The ARX A2b has pretty decent efficiency, it's planar tweeter has much more surface area than a regular dome.

http://www.theaudioinsider.com/product_info.php?p=arx-a2b-center-lcr-loudspeaker&products_id=66&


----------



## Mike Edwards (Mar 10, 2011)

tesseract said:


> I haven't heard the Polk Monitor Series, but did see this on their website. Both have pretty decent efficiency ratings, very close to the M70, and would probably sound similar.
> 
> http://www.polkaudio.com/products/monitor45b
> http://www.polkaudio.com/products/monitor35b
> ...


yeah, the Monitor 45b is just a rebadged Monitor 40 and it's looking to be my best bet If I went that route... although the DIY nut in me is going crazy and wants to build something. so I'm looking at maybe doing a trio of Delta Pure SEOS waveguide builds. supposedly they should stomp my Polks into the ground 6 ways from sunday


----------



## tesseract (Aug 9, 2010)

I'd go with the SEOS build. Here are some other high efficiency DIY speakers that would stomp the Polks.

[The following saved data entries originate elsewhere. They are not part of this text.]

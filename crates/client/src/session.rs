//! Session authority: the single source of truth for the current user.
//!
//! A [`Session`] starts in a transient "checking" phase while the initial
//! remote identity check is in flight. [`SessionAuthority::bootstrap`]
//! resolves that phase exactly once per process; afterwards login, logout,
//! verify, and profile-update operations may toggle the authenticated state
//! any number of times, but the session never returns to checking.

use secrecy::{ExposeSecret, SecretString};
use tracing::{instrument, warn};

use tiffin_core::{Email, Identity, IdentityPatch};

use crate::api::ApiError;

/// Errors that can occur during session authority operations.
#[derive(Debug, thiserror::Error)]
pub enum SessionError {
    /// The remote identity service rejected the operation or was unreachable.
    /// Local session state is unchanged (except for logout).
    #[error("identity service error: {0}")]
    Api(#[from] ApiError),

    /// The operation needs an identity but none is present.
    #[error("no identity in session")]
    NoIdentity,
}

/// Login credentials.
///
/// The password is wrapped in [`SecretString`] so it is redacted in debug
/// output and zeroized on drop.
#[derive(Debug, Clone)]
pub struct Credentials {
    /// Account email address.
    pub email: Email,
    /// Account password.
    pub password: SecretString,
}

impl Credentials {
    /// Create credentials from an email and a raw password.
    #[must_use]
    pub fn new(email: Email, password: impl Into<String>) -> Self {
        Self {
            email,
            password: SecretString::from(password.into()),
        }
    }

    /// Expose the raw password for serialization into a login request.
    #[must_use]
    pub fn password_str(&self) -> &str {
        self.password.expose_secret()
    }
}

/// Signup data for a new account.
#[derive(Debug, Clone)]
pub struct NewAccount {
    /// Display name.
    pub name: String,
    /// Account email address.
    pub email: Email,
    /// Account password.
    pub password: SecretString,
}

/// Seam between the session authority and the remote identity service.
///
/// The production implementation is [`crate::api::ApiClient`]; tests
/// substitute scripted stubs.
pub trait IdentityApi {
    /// One-shot identity check used by bootstrap. Returns the identity the
    /// server associates with the current session cookie.
    fn check_auth(&self) -> impl Future<Output = Result<Identity, ApiError>> + Send;

    /// Exchange credentials for an authenticated session.
    fn login(&self, credentials: &Credentials)
    -> impl Future<Output = Result<Identity, ApiError>> + Send;

    /// Register a new account; a successful signup is also a login.
    fn signup(&self, account: &NewAccount)
    -> impl Future<Output = Result<Identity, ApiError>> + Send;

    /// Invalidate the remote session.
    fn logout(&self) -> impl Future<Output = Result<(), ApiError>> + Send;

    /// Confirm the email verification code.
    fn verify_email(&self, code: &str) -> impl Future<Output = Result<(), ApiError>> + Send;

    /// Apply a profile patch; returns the server-confirmed profile.
    fn update_profile(
        &self,
        patch: &IdentityPatch,
    ) -> impl Future<Output = Result<Identity, ApiError>> + Send;
}

impl<T: IdentityApi> IdentityApi for std::sync::Arc<T> {
    fn check_auth(&self) -> impl Future<Output = Result<Identity, ApiError>> + Send {
        T::check_auth(self)
    }

    fn login(
        &self,
        credentials: &Credentials,
    ) -> impl Future<Output = Result<Identity, ApiError>> + Send {
        T::login(self, credentials)
    }

    fn signup(
        &self,
        account: &NewAccount,
    ) -> impl Future<Output = Result<Identity, ApiError>> + Send {
        T::signup(self, account)
    }

    fn logout(&self) -> impl Future<Output = Result<(), ApiError>> + Send {
        T::logout(self)
    }

    fn verify_email(&self, code: &str) -> impl Future<Output = Result<(), ApiError>> + Send {
        T::verify_email(self, code)
    }

    fn update_profile(
        &self,
        patch: &IdentityPatch,
    ) -> impl Future<Output = Result<Identity, ApiError>> + Send {
        T::update_profile(self, patch)
    }
}

/// The current session state.
///
/// Invariants (enforced by construction and by [`SessionAuthority`]):
/// - `checking` implies not authenticated and no identity
/// - not authenticated implies no identity
#[derive(Debug, Clone, PartialEq, Eq)]
pub struct Session {
    checking: bool,
    authenticated: bool,
    identity: Option<Identity>,
}

impl Session {
    /// The initial state at process start: the bootstrap check has not yet
    /// reached a decision.
    #[must_use]
    pub const fn starting() -> Self {
        Self {
            checking: true,
            authenticated: false,
            identity: None,
        }
    }

    /// A determined, logged-out session.
    #[must_use]
    pub const fn unauthenticated() -> Self {
        Self {
            checking: false,
            authenticated: false,
            identity: None,
        }
    }

    /// A determined, logged-in session holding `identity`.
    #[must_use]
    pub const fn authenticated(identity: Identity) -> Self {
        Self {
            checking: false,
            authenticated: true,
            identity: Some(identity),
        }
    }

    /// True only while the bootstrap check is unresolved.
    #[must_use]
    pub const fn is_checking(&self) -> bool {
        self.checking
    }

    /// True iff the session holds a currently-valid identity.
    #[must_use]
    pub const fn is_authenticated(&self) -> bool {
        self.authenticated
    }

    /// The current identity, present iff authenticated.
    #[must_use]
    pub const fn identity(&self) -> Option<&Identity> {
        self.identity.as_ref()
    }

    fn set_identity(&mut self, identity: Identity) {
        self.authenticated = true;
        self.identity = Some(identity);
    }

    fn clear_identity(&mut self) {
        self.authenticated = false;
        self.identity = None;
    }
}

/// Owner of the [`Session`], mediating every mutation through the remote
/// identity service.
///
/// Each operation performs at most one remote call and never retries.
/// Overlapping calls are not cancelled; the response applied last in
/// completion order wins, which is acceptable for a transient UI state.
#[derive(Debug)]
pub struct SessionAuthority<A> {
    api: A,
    session: Session,
}

impl<A: IdentityApi> SessionAuthority<A> {
    /// Create an authority in the starting (checking) state.
    #[must_use]
    pub const fn new(api: A) -> Self {
        Self {
            api,
            session: Session::starting(),
        }
    }

    /// The current session snapshot.
    #[must_use]
    pub const fn session(&self) -> &Session {
        &self.session
    }

    /// Resolve the initial checking phase with a single remote identity
    /// check.
    ///
    /// Always leaves the session determined (`checking == false`): a failed
    /// or rejected check resolves to logged-out rather than propagating an
    /// error, because every consumer gating on the checking flag must
    /// eventually be unblocked. Calling bootstrap on an already-determined
    /// session is a no-op.
    #[instrument(skip(self))]
    pub async fn bootstrap(&mut self) {
        if !self.session.checking {
            return;
        }

        match self.api.check_auth().await {
            Ok(identity) => {
                self.session.checking = false;
                self.session.set_identity(identity);
            }
            Err(e) => {
                warn!("bootstrap identity check failed: {e}");
                self.session.checking = false;
                self.session.clear_identity();
            }
        }
    }

    /// Log in with credentials.
    ///
    /// On success the session becomes authenticated with the returned
    /// identity; the checking flag is not touched. On failure the session is
    /// left unchanged and the error is returned for the caller to surface.
    ///
    /// # Errors
    ///
    /// Returns [`SessionError::Api`] if the remote call fails or is rejected.
    #[instrument(skip(self, credentials), fields(email = %credentials.email))]
    pub async fn login(&mut self, credentials: &Credentials) -> Result<(), SessionError> {
        let identity = self.api.login(credentials).await?;
        self.session.set_identity(identity);
        Ok(())
    }

    /// Register a new account and log in as it.
    ///
    /// # Errors
    ///
    /// Returns [`SessionError::Api`] if the remote call fails or is rejected.
    #[instrument(skip(self, account), fields(email = %account.email))]
    pub async fn signup(&mut self, account: &NewAccount) -> Result<(), SessionError> {
        let identity = self.api.signup(account).await?;
        self.session.set_identity(identity);
        Ok(())
    }

    /// Log out.
    ///
    /// The local session is reset to logged-out regardless of the remote
    /// outcome: logout is idempotent from the client's perspective, and a
    /// remote error must not leave the client believing it is still logged
    /// in. The remote error, if any, is still returned after the reset.
    ///
    /// # Errors
    ///
    /// Returns [`SessionError::Api`] if the remote call failed; local state
    /// is already logged-out when this is returned.
    #[instrument(skip(self))]
    pub async fn logout(&mut self) -> Result<(), SessionError> {
        let result = self.api.logout().await;
        self.session.clear_identity();
        result.map_err(SessionError::from)
    }

    /// Confirm the email verification code and mark the identity verified.
    ///
    /// # Errors
    ///
    /// Returns [`SessionError::NoIdentity`] if the session holds no identity,
    /// or [`SessionError::Api`] if the remote call fails; in both cases the
    /// session is unchanged.
    #[instrument(skip(self, code))]
    pub async fn verify_identity(&mut self, code: &str) -> Result<(), SessionError> {
        if self.session.identity.is_none() {
            return Err(SessionError::NoIdentity);
        }

        self.api.verify_email(code).await?;

        if let Some(identity) = self.session.identity.as_mut() {
            identity.mark_verified();
        }
        Ok(())
    }

    /// Apply a profile patch.
    ///
    /// On success the session adopts the server-confirmed profile and is
    /// guaranteed authenticated; on failure it is left unchanged.
    ///
    /// # Errors
    ///
    /// Returns [`SessionError::Api`] if the remote call fails or is rejected.
    #[instrument(skip(self, patch))]
    pub async fn update_identity(&mut self, patch: &IdentityPatch) -> Result<(), SessionError> {
        let identity = self.api.update_profile(patch).await?;
        self.session.set_identity(identity);
        Ok(())
    }
}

http://gr-research.com/avserieskits.aspx
http://gr-research.com/nserieskits.aspx

I own and have heard many more speakers from Danny, his designs are top notch for the money. I would love a pair of N3S. The A/V Series would give wider dispersion of the highs.


----------



## Mike Edwards (Mar 10, 2011)

tesseract said:


> I'd go with the SEOS build. Here are some other high efficiency DIY speakers that would stomp the Polks.
> 
> http://gr-research.com/avserieskits.aspx
> http://gr-research.com/nserieskits.aspx
> ...


yeah, I'm pretty sure I'm going with the SEOS build from Erich H at Diysoundgroup.com , at least if I can afford it lol

ahhh, Danny, I bought my MFW15 drivers from him a couple years ago when I build my THT's. nice guy. and yes, those N3S's are gorgeous


----------



## JerryLove (Dec 5, 2009)

Move the subs to the center of the left and right walls rather than the corner of the front wall.

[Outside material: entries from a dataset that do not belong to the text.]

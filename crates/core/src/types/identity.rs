//! Identity types carried by the session.
//!
//! These represent the authenticated user's profile as confirmed by the
//! identity service, separate from any transport/response types.

use serde::{Deserialize, Serialize};

use crate::types::{Email, UserId};

/// The authenticated user's profile.
///
/// Only `verified` and `is_admin` participate in access decisions; the
/// remaining fields are display data.
#[derive(Debug, Clone, PartialEq, Eq, Serialize, Deserialize)]
pub struct Identity {
    /// Server-issued user ID.
    pub id: UserId,
    /// User's email address.
    pub email: Email,
    /// Display name.
    pub name: String,
    /// Whether the email has been verified.
    #[serde(default)]
    pub verified: bool,
    /// Whether the user holds the admin role.
    #[serde(default)]
    pub is_admin: bool,
    /// Avatar image URL, if set.
    #[serde(default, skip_serializing_if = "Option::is_none")]
    pub avatar_url: Option<String>,
}

impl Identity {
    /// Mark the identity as email-verified.
    pub const fn mark_verified(&mut self) {
        self.verified = true;
    }
}

/// A partial profile update sent to the identity service.
///
/// Fields left as `None` are not touched by the update.
#[derive(Debug, Clone, Default, Serialize, Deserialize)]
pub struct IdentityPatch {
    /// New display name.
    #[serde(skip_serializing_if = "Option::is_none")]
    pub name: Option<String>,
    /// New avatar image URL.
    #[serde(skip_serializing_if = "Option::is_none")]
    pub avatar_url: Option<String>,
}

impl IdentityPatch {
    /// True when the patch carries no changes.
    #[must_use]
    pub const fn is_empty(&self) -> bool {
        self.name.is_none() && self.avatar_url.is_none()
    }
}

#[cfg(test)]
#[allow(clippy::unwrap_used)]
mod tests {
    use super::*;

    fn identity() -> Identity {
        Identity {
            id: UserId::new("u_1"),
            email: Email::parse("user@example.com").unwrap(),
            name: "Test User".to_owned(),
            verified: false,
            is_admin: false,
            avatar_url: None,
        }
    }

    #[test]
    fn test_mark_verified() {
        let mut id = identity();
        id.mark_verified();
        assert!(id.verified);
    }

    #[test]
    fn test_flags_default_false_on_deserialize() {
        let json = r#"{"id":"u_1","email":"user@example.com","name":"Test User"}"#;
        let id: Identity = serde_json::from_str(json).unwrap();
        assert!(!id.verified);
        assert!(!id.is_admin);
    }

    #[test]
    fn test_patch_is_empty() {
        assert!(IdentityPatch::default().is_empty());
        let patch = IdentityPatch {
            name: Some("New Name".to_owned()),
            ..IdentityPatch::default()
        };
        assert!(!patch.is_empty());
    }

    #[test]
    fn test_patch_skips_none_fields() {
        let patch = IdentityPatch {
            name: Some("New Name".to_owned()),
            avatar_url: None,
        };
        let json = serde_json::to_string(&patch).unwrap();
        assert_eq!(json, r#"{"name":"New Name"}"#);
    }
}
//! Session and account commands.

use clap::Subcommand;
use tracing::info;

use tiffin_client::session::{Credentials, NewAccount};
use tiffin_client::state::App;
use tiffin_core::{Email, IdentityPatch};

#[derive(Subcommand)]
pub enum AuthAction {
    /// Show the session state resolved by the bootstrap check
    Check,
    /// Log in with email and password
    Login {
        /// Account email address
        #[arg(short, long)]
        email: String,

        /// Account password
        #[arg(short, long)]
        password: String,
    },
    /// Register a new account (also logs in)
    Signup {
        /// Display name
        #[arg(short, long)]
        name: String,

        /// Account email address
        #[arg(short, long)]
        email: String,

        /// Account password
        #[arg(short, long)]
        password: String,
    },
    /// Log out
    Logout,
    /// Confirm the email verification code
    Verify {
        /// Verification code from the email
        code: String,
    },
    /// Update the profile display name
    Rename {
        /// New display name
        name: String,
    },
}

pub async fn run(app: &mut App, action: AuthAction) -> Result<(), Box<dyn std::error::Error>> {
    match action {
        AuthAction::Check => report(app),
        AuthAction::Login { email, password } => {
            let credentials = Credentials::new(Email::parse(&email)?, password);
            app.session_mut().login(&credentials).await?;
            info!("logged in");
            report(app);
        }
        AuthAction::Signup {
            name,
            email,
            password,
        } => {
            let account = NewAccount {
                name,
                email: Email::parse(&email)?,
                password: password.into(),
            };
            app.session_mut().signup(&account).await?;
            info!("account created");
            report(app);
        }
        AuthAction::Logout => {
            app.session_mut().logout().await?;
            info!("logged out");
        }
        AuthAction::Verify { code } => {
            app.session_mut().verify_identity(&code).await?;
            info!("email verified");
        }
        AuthAction::Rename { name } => {
            let patch = IdentityPatch {
                name: Some(name),
                avatar_url: None,
            };
            app.session_mut().update_identity(&patch).await?;
            report(app);
        }
    }
    Ok(())
}

fn report(app: &App) {
    let session = app.session().session();
    match session.identity() {
        Some(identity) => info!(
            "authenticated as {} <{}> (verified: {}, admin: {})",
            identity.name, identity.email, identity.verified, identity.is_admin
        ),
        None => info!("not authenticated"),
    }
}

You'll lose a little SPL (because you are not corner loading); but you should actually have better room interaction; and better phase coherency (if that interests you) as there's a delay going to the sub.

If you really need the corner-loading, move to the rear corners.


----------



## Mike Edwards (Mar 10, 2011)

JerryLove said:


> Move the subs to the center of the left and right walls rather than the corner of the front wall.
> 
> You'll lose a little SPL (because you are not corner loading); but you should actually have better room interaction; and better phase coherency (if that interests you) as there's a delay going to the sub.
> 
> If you really need the corner-loading, move to the rear corners.

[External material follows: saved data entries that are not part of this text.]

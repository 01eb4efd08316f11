//! End-to-end session lifecycle tests.
//!
//! Drives a [`SessionAuthority`] through bootstrap, login, signup, verify,
//! and logout against the scripted API, asserting after each step the
//! decision a protected surface would reach.

#![allow(clippy::unwrap_used)]

use std::sync::Arc;

use tiffin_client::guard::{
    CapabilityRequirement, Decision, HOME_PATH, LOGIN_PATH, RedirectReason, VERIFY_EMAIL_PATH,
    evaluate, redirect_authenticated,
};
use tiffin_client::session::{NewAccount, SessionAuthority};
use tiffin_core::Email;
use tiffin_integration_tests::{ScriptedApi, test_credentials, test_identity};

#[tokio::test]
async fn test_fresh_visitor_lifecycle() {
    let api = Arc::new(ScriptedApi::anonymous());
    let mut authority = SessionAuthority::new(Arc::clone(&api));
    let checkout_gate = CapabilityRequirement::authenticated();

    // Before bootstrap every protected surface defers.
    assert_eq!(
        evaluate(authority.session(), &checkout_gate),
        Decision::Checking
    );

    // Bootstrap resolves logged-out: protected surfaces send to login.
    authority.bootstrap().await;
    assert_eq!(
        evaluate(authority.session(), &checkout_gate),
        Decision::Redirect {
            target: LOGIN_PATH.to_owned(),
            reason: RedirectReason::Unauthenticated,
        }
    );

    // Login opens the gate.
    authority.login(&test_credentials()).await.unwrap();
    assert_eq!(evaluate(authority.session(), &checkout_gate), Decision::Allow);

    // But not the admin surface.
    assert_eq!(
        evaluate(authority.session(), &CapabilityRequirement::admin()),
        Decision::Redirect {
            target: HOME_PATH.to_owned(),
            reason: RedirectReason::Unauthorized,
        }
    );

    // Logout closes it again.
    authority.logout().await.unwrap();
    assert_eq!(
        evaluate(authority.session(), &checkout_gate),
        Decision::Redirect {
            target: LOGIN_PATH.to_owned(),
            reason: RedirectReason::Unauthenticated,
        }
    );
}

#[tokio::test]
async fn test_returning_user_bootstrap_restores_access() {
    let api = Arc::new(ScriptedApi::recognizing(test_identity(true, false)));
    let mut authority = SessionAuthority::new(Arc::clone(&api));

    authority.bootstrap().await;
    authority.bootstrap().await;

    assert_eq!(api.check_auth_calls(), 1);
    assert_eq!(
        evaluate(authority.session(), &CapabilityRequirement::verified()),
        Decision::Allow
    );
}

#[tokio::test]
async fn test_signup_then_verify_opens_verified_surfaces() {
    let api = Arc::new(ScriptedApi::anonymous());
    let mut authority = SessionAuthority::new(Arc::clone(&api));
    authority.bootstrap().await;

    let account = NewAccount {
        name: "New User".to_owned(),
        email: Email::parse("new@example.com").unwrap(),
        password: "correct-horse-battery".to_owned().into(),
    };
    authority.signup(&account).await.unwrap();

    // Signed up but not yet verified: verified surfaces bounce to the
    // verification page, plain authenticated surfaces open.
    assert_eq!(
        evaluate(authority.session(), &CapabilityRequirement::verified()),
        Decision::Redirect {
            target: VERIFY_EMAIL_PATH.to_owned(),
            reason: RedirectReason::Unverified,
        }
    );
    assert_eq!(
        evaluate(authority.session(), &CapabilityRequirement::authenticated()),
        Decision::Allow
    );

    authority.verify_identity("123456").await.unwrap();
    assert_eq!(
        evaluate(authority.session(), &CapabilityRequirement::verified()),
        Decision::Allow
    );
}

#[tokio::test]
async fn test_outage_during_bootstrap_resolves_logged_out() {
    let api = Arc::new(ScriptedApi::recognizing(test_identity(true, false)));
    api.set_failing(true);
    let mut authority = SessionAuthority::new(Arc::clone(&api));

    authority.bootstrap().await;

    // The gate must deny rather than hang on the checking state.
    assert_eq!(
        evaluate(authority.session(), &CapabilityRequirement::authenticated()),
        Decision::Redirect {
            target: LOGIN_PATH.to_owned(),
            reason: RedirectReason::Unauthenticated,
        }
    );

    // Recovery: a later login works without re-running bootstrap.
    api.set_failing(false);
    authority.login(&test_credentials()).await.unwrap();
    assert_eq!(
        evaluate(authority.session(), &CapabilityRequirement::authenticated()),
        Decision::Allow
    );
}

#[tokio::test]
async fn test_logout_failure_still_locks_the_client_out() {
    let api = Arc::new(ScriptedApi::recognizing(test_identity(true, false)));
    let mut authority = SessionAuthority::new(Arc::clone(&api));
    authority.bootstrap().await;

    api.set_failing(true);
    let result = authority.logout().await;

    assert!(result.is_err());
    assert_eq!(
        evaluate(authority.session(), &CapabilityRequirement::authenticated()),
        Decision::Redirect {
            target: LOGIN_PATH.to_owned(),
            reason: RedirectReason::Unauthenticated,
        }
    );
}

#[tokio::test]
async fn test_guest_pages_bounce_logged_in_users() {
    let api = Arc::new(ScriptedApi::recognizing(test_identity(true, false)));
    let mut authority = SessionAuthority::new(Arc::clone(&api));

    // Still checking: the login page defers instead of flashing.
    assert_eq!(
        redirect_authenticated(authority.session(), "/"),
        Decision::Checking
    );

    authority.bootstrap().await;
    assert_eq!(
        redirect_authenticated(authority.session(), "/"),
        Decision::Redirect {
            target: "/".to_owned(),
            reason: RedirectReason::AlreadyAuthenticated,
        }
    );

    authority.logout().await.unwrap();
    assert_eq!(
        redirect_authenticated(authority.session(), "/"),
        Decision::Allow
    );
}

#[tokio::test]
async fn test_failed_login_keeps_gate_closed() {
    let api = Arc::new(ScriptedApi::anonymous());
    let mut authority = SessionAuthority::new(Arc::clone(&api));
    authority.bootstrap().await;

    api.set_failing(true);
    let result = authority.login(&test_credentials()).await;

    assert!(result.is_err());
    assert_eq!(
        evaluate(authority.session(), &CapabilityRequirement::authenticated()),
        Decision::Redirect {
            target: LOGIN_PATH.to_owned(),
            reason: RedirectReason::Unauthenticated,
        }
    );
}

lol, ironically I can't. the center of the left and right walls are filled with arched french door ways on the left, and 12 foot picture windows on the right and the front door..

the rear corners are blocked by the on wall bookshelves... those front corners are pretty much IT. (a 1000 sq foot house doesn't leave much room unfortunately)


----------



## vann_d (Apr 7, 2009)

Mike Edwards said:


> yeah, I'm pretty sure I'm going with the SEOS build from Erich H at Diysoundgroup.com , at least if I can afford it lol


cool make sure you do a build thread!


----------



## Mike Edwards (Mar 10, 2011)

vann_d said:


> cool make sure you do a build thread!


lol, I shall, i've pretty much decided on building a trio of Seos Delta Pure's for the mains/center ... and believe you me I'll start a build thread and most likely begging for help with the crossover since I haven't touched a crossover in my life


----------